Five Syrians were caught Saturday in the city setting up explosives in a an apparent bomb plot aimed at the faithful there, security sources told The Daily Star.

With blood streaming down their faces, men, some women and children, listened intently as a preacher known by his first name as Ahmad recounted the story of Imam Hussein, grandson of the Prophet Mohammad, who tradition holds was killed in 680 AD by the armies of the Caliph Yazid.

Millions of Shiite pilgrims flocked Sunday to Karbala, Iraq, where the revered imam is buried.

Prior to the march that began at 7 a.m., all eyes were turned to a stage set up in Nabatieh where performers reenacted Imam Hussein’s battle and his final hours.

The worshipers were keen to dispel any misinterpretation of the rituals, some of which include lacerations to the head.

“The media portrays us as criminals but we want to clarify that this mourning we do is for the love of the community,” said worshiper Khalil Hammoush while carrying his crying son who also had an incision to the head.

Shallow cuts to the forehead are often undergone as a sign of mourning for Imam Hussein.
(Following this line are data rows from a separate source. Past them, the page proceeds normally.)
//! Synthetic episodes and a toy transition engine for benchmarks and
//! examples.
//!
//! - [`SyntheticEngine`]: a crude kinematic [`TransitionEngine`] (throttle,
//!   steering, jumps, dodges, boost, gravity, ball bounces, touches and
//!   goals). Not a physics model; just enough motion to make the detector
//!   bank fire.
//! - [`synthetic_episode`]: a seeded episode of random lookup-table actions,
//!   one snapshot per decision step.
//!
//! Both are deterministic: the same seed always yields the same snapshots.

#![forbid(unsafe_code)]
#![deny(rustdoc::broken_intra_doc_links)]

use std::f32::consts::FRAC_PI_2;

use indexmap::IndexMap;
use rand::prelude::*;
use rand_chacha::ChaCha8Rng;
use zenith_core::math::direction;
use zenith_core::{AgentId, ArenaConstants, CarState, GameState, Orientation, Team, Vec3};
use zenith_env::{ControllerState, LookupTable, TransitionEngine};

/// Seconds per physics tick.
pub const DT: f32 = 1.0 / 120.0;

const GRAVITY: f32 = 650.0;
const THROTTLE_ACCEL: f32 = 1600.0;
const BOOST_ACCEL: f32 = 991.0;
const BOOST_USE_PER_SECOND: f32 = 33.3;
const JUMP_SPEED: f32 = 500.0;
const DODGE_SPEED: f32 = 500.0;
const TURN_RATE: f32 = 2.5;
const AIR_RATE: f32 = 5.5;
const CAR_REST_Z: f32 = 17.0;
const BALL_RADIUS: f32 = 93.0;
const BALL_RESTITUTION: f32 = 0.6;
const TOUCH_DISTANCE: f32 = 170.0;
const GOAL_HALF_WIDTH: f32 = 893.0;
const GOAL_HEIGHT: f32 = 643.0;

const KICKOFF_SPOTS: [(f32, f32); 5] = [
    (-2048.0, -2560.0),
    (2048.0, -2560.0),
    (-256.0, -3840.0),
    (256.0, -3840.0),
    (0.0, -4608.0),
];

// ── SyntheticEngine ────────────────────────────────────────────────

/// Seeded toy engine. Blue agents are numbered first, then orange.
#[derive(Clone, Debug)]
pub struct SyntheticEngine {
    arena: ArenaConstants,
    rng: ChaCha8Rng,
    state: GameState,
    in_contact: IndexMap<AgentId, bool>,
}

impl SyntheticEngine {
    /// Engine on the standard arena.
    pub fn new(seed: u64) -> Self {
        Self::with_arena(seed, ArenaConstants::standard())
    }

    /// Engine on `arena`.
    pub fn with_arena(seed: u64, arena: ArenaConstants) -> Self {
        Self {
            arena,
            rng: ChaCha8Rng::seed_from_u64(seed),
            state: GameState::new(Vec3::new(0.0, 0.0, BALL_RADIUS)),
            in_contact: IndexMap::new(),
        }
    }

    fn spawn(&mut self, team: Team, slot: usize) -> CarState {
        let (x, y) = KICKOFF_SPOTS[slot % KICKOFF_SPOTS.len()];
        let sign = team.attack_sign();
        let mut car = CarState::new(team);
        car.physics.position = Vec3::new(x * sign, y * sign, CAR_REST_Z);
        car.physics.orientation = Orientation::from_euler(0.0, FRAC_PI_2 * sign, 0.0);
        car.boost_amount = self.rng.random_range(30.0..40.0);
        car
    }

    fn respawn_ball(&mut self) {
        self.state.ball = Default::default();
        self.state.ball.position = Vec3::new(0.0, 0.0, BALL_RADIUS);
        self.state.ball.linear_velocity = Vec3::new(
            self.rng.random_range(-50.0..50.0),
            self.rng.random_range(-50.0..50.0),
            0.0,
        );
    }

    fn step_ball(&mut self) {
        let a = self.arena;
        let ball = &mut self.state.ball;
        ball.linear_velocity.z -= GRAVITY * DT;
        ball.position += ball.linear_velocity * DT;
        ball.angular_velocity *= 0.99;

        let p = &mut ball.position;
        let v = &mut ball.linear_velocity;
        if p.z < BALL_RADIUS {
            p.z = BALL_RADIUS;
            v.z = -v.z * BALL_RESTITUTION;
        }
        if p.z > a.ceiling_z - BALL_RADIUS {
            p.z = a.ceiling_z - BALL_RADIUS;
            v.z = -v.z.abs() * BALL_RESTITUTION;
        }
        if p.x.abs() > a.side_wall_x - BALL_RADIUS {
            p.x = p.x.signum() * (a.side_wall_x - BALL_RADIUS);
            v.x = -v.x * BALL_RESTITUTION;
        }
        let in_mouth = p.x.abs() < GOAL_HALF_WIDTH && p.z < GOAL_HEIGHT;
        if p.y.abs() > a.back_wall_y - BALL_RADIUS && !in_mouth {
            p.y = p.y.signum() * (a.back_wall_y - BALL_RADIUS);
            v.y = -v.y * BALL_RESTITUTION;
        }
        if p.y.abs() > a.back_wall_y + BALL_RADIUS {
            // Blue attacks +y.
            let scorer = if p.y > 0.0 { Team::Blue } else { Team::Orange };
            self.state.goal_scored = true;
            self.state.scoring_team = Some(scorer);
        }
    }

    fn touch_ball(&mut self) {
        for (&id, car) in self.state.cars.iter_mut() {
            let offset = self.state.ball.position - car.physics.position;
            let touching = !car.is_demoed && offset.norm() < TOUCH_DISTANCE;
            let was = self.in_contact.insert(id, touching).unwrap_or(false);
            if touching && !was {
                car.ball_touches += 1;
                let push = direction(&offset).unwrap_or_else(Vec3::z)
                    * (500.0 + 0.5 * car.physics.speed());
                let ball = &mut self.state.ball;
                ball.linear_velocity = car.physics.linear_velocity + push;
                ball.angular_velocity += car.physics.angular_velocity;
            }
        }
    }
}

fn step_car(car: &mut CarState, c: &ControllerState, arena: &ArenaConstants) {
    let e = car.physics.euler_angles();
    let (mut pitch, mut yaw, mut roll) = (e.pitch, e.yaw, e.roll);
    let p = &mut car.physics;

    if car.on_ground {
        yaw += c.steer * TURN_RATE * DT;
        let heading = Vec3::new(yaw.cos(), yaw.sin(), 0.0);
        let speed = p.linear_velocity.dot(&heading) + c.throttle * THROTTLE_ACCEL * DT;
        p.linear_velocity = heading * speed;
        p.angular_velocity = Vec3::new(0.0, 0.0, c.steer * TURN_RATE);
        if c.jump {
            p.linear_velocity.z = JUMP_SPEED;
            car.on_ground = false;
        }
    } else {
        pitch = (pitch + c.pitch * AIR_RATE * DT).clamp(-1.5, 1.5);
        yaw += c.yaw * AIR_RATE * DT;
        roll += c.roll * AIR_RATE * DT;
        p.angular_velocity = Vec3::new(c.roll, c.pitch, c.yaw) * AIR_RATE;
        if c.jump && car.has_flip {
            car.has_flip = false;
            p.linear_velocity += p.orientation.forward * DODGE_SPEED;
        }
        p.linear_velocity.z -= GRAVITY * DT;
    }

    car.is_boosting = c.boost && car.boost_amount > 0.0;
    if car.is_boosting {
        p.linear_velocity += p.orientation.forward * BOOST_ACCEL * DT;
        car.boost_amount = (car.boost_amount - BOOST_USE_PER_SECOND * DT).max(0.0);
    }
    let speed = p.linear_velocity.norm();
    if speed > arena.car_max_speed {
        p.linear_velocity *= arena.car_max_speed / speed;
    }
    car.handbrake = c.handbrake;

    p.position += p.linear_velocity * DT;
    p.position.x = p.position.x.clamp(-arena.side_wall_x, arena.side_wall_x);
    p.position.y = p.position.y.clamp(-arena.back_wall_y, arena.back_wall_y);
    p.position.z = p.position.z.min(arena.ceiling_z - CAR_REST_Z);
    if !car.on_ground && p.position.z <= CAR_REST_Z {
        p.position.z = CAR_REST_Z;
        p.linear_velocity.z = 0.0;
        car.on_ground = true;
        car.has_flip = true;
        pitch = 0.0;
        roll = 0.0;
    }
    p.orientation = Orientation::from_euler(pitch, yaw, roll);
}

impl TransitionEngine for SyntheticEngine {
    fn reset(&mut self, blue: usize, orange: usize) -> GameState {
        let tick = self.state.tick_count;
        self.state = GameState::new(Vec3::new(0.0, 0.0, BALL_RADIUS));
        self.state.tick_count = tick;
        self.respawn_ball();
        for slot in 0..blue {
            let car = self.spawn(Team::Blue, slot);
            self.state.cars.insert(AgentId(slot as u32), car);
        }
        for slot in 0..orange {
            let car = self.spawn(Team::Orange, slot);
            self.state.cars.insert(AgentId((blue + slot) as u32), car);
        }
        self.in_contact = self.state.cars.keys().map(|&id| (id, false)).collect();
        self.state.clone()
    }

    fn step(&mut self, controls: &IndexMap<AgentId, ControllerState>) -> GameState {
        if self.state.goal_scored {
            self.state.goal_scored = false;
            self.state.scoring_team = None;
            self.respawn_ball();
        }
        self.state.tick_count += 1;
        for (id, car) in self.state.cars.iter_mut() {
            let c = controls.get(id).copied().unwrap_or_default();
            step_car(car, &c, &self.arena);
        }
        self.touch_ball();
        self.step_ball();
        self.state.clone()
    }
}

// ── Synthetic episodes ─────────────────────────────────────────────

/// Initial snapshot plus one snapshot per decision step.
#[derive(Clone, Debug)]
pub struct SyntheticEpisode {
    /// Kickoff snapshot.
    pub initial: GameState,
    /// Snapshot after each decision step.
    pub states: Vec<GameState>,
}

impl SyntheticEpisode {
    /// Agents of the episode.
    pub fn agents(&self) -> Vec<AgentId> {
        self.initial.agent_ids()
    }
}

/// Play `steps` decision steps of random lookup-table actions, each held
/// for `repeat` ticks, with `team_size` cars per side.
pub fn synthetic_episode(
    seed: u64,
    team_size: usize,
    steps: usize,
    repeat: usize,
) -> SyntheticEpisode {
    let table = LookupTable::standard();
    let mut engine = SyntheticEngine::new(seed);
    let mut rng = ChaCha8Rng::seed_from_u64(seed.wrapping_add(1));
    let initial = engine.reset(team_size, team_size);
    let agents = initial.agent_ids();

    let mut states = Vec::with_capacity(steps);
    let mut last = initial.clone();
    for _ in 0..steps {
        let controls: IndexMap<AgentId, ControllerState> = agents
            .iter()
            .map(|&a| (a, table.entries()[rng.random_range(0..table.len())]))
            .collect();
        for _ in 0..repeat.max(1) {
            last = engine.step(&controls);
        }
        states.push(last.clone());
    }
    SyntheticEpisode { initial, states }
}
Khodr Kamal, known in the city as “the cutter” and who has taken part in the annual ritual for over 30 years, said he took all the precautions to make sure the incisions he made didn’t lead to infections.

“I always use alcohol to clean the sword after each person and I am especially careful when it comes to young mourners,” he said.

“I am extremely gentle with the children,” he added.

Some women also lacerate themselves as part of the rituals.

Seen as a religious duty by some, others in the city discourage the practice and urge that the event serve instead as an opportunity for blood donations, something that Hezbollah has encouraged over the years.

Among the crowds, members of the Hezbollah’s Health Committee dot back and forth to draw blood from volunteers for hospitals.

On the sidelines, some women distribute juices to bleeding men while medical staff keep a close eye out for any medical emergency.

Other similar marches took place Sunday in Beirut's southern suburbs as well as in Tyre and Bint Jbeil, south Lebanon, most of which were organized by Hezbollah.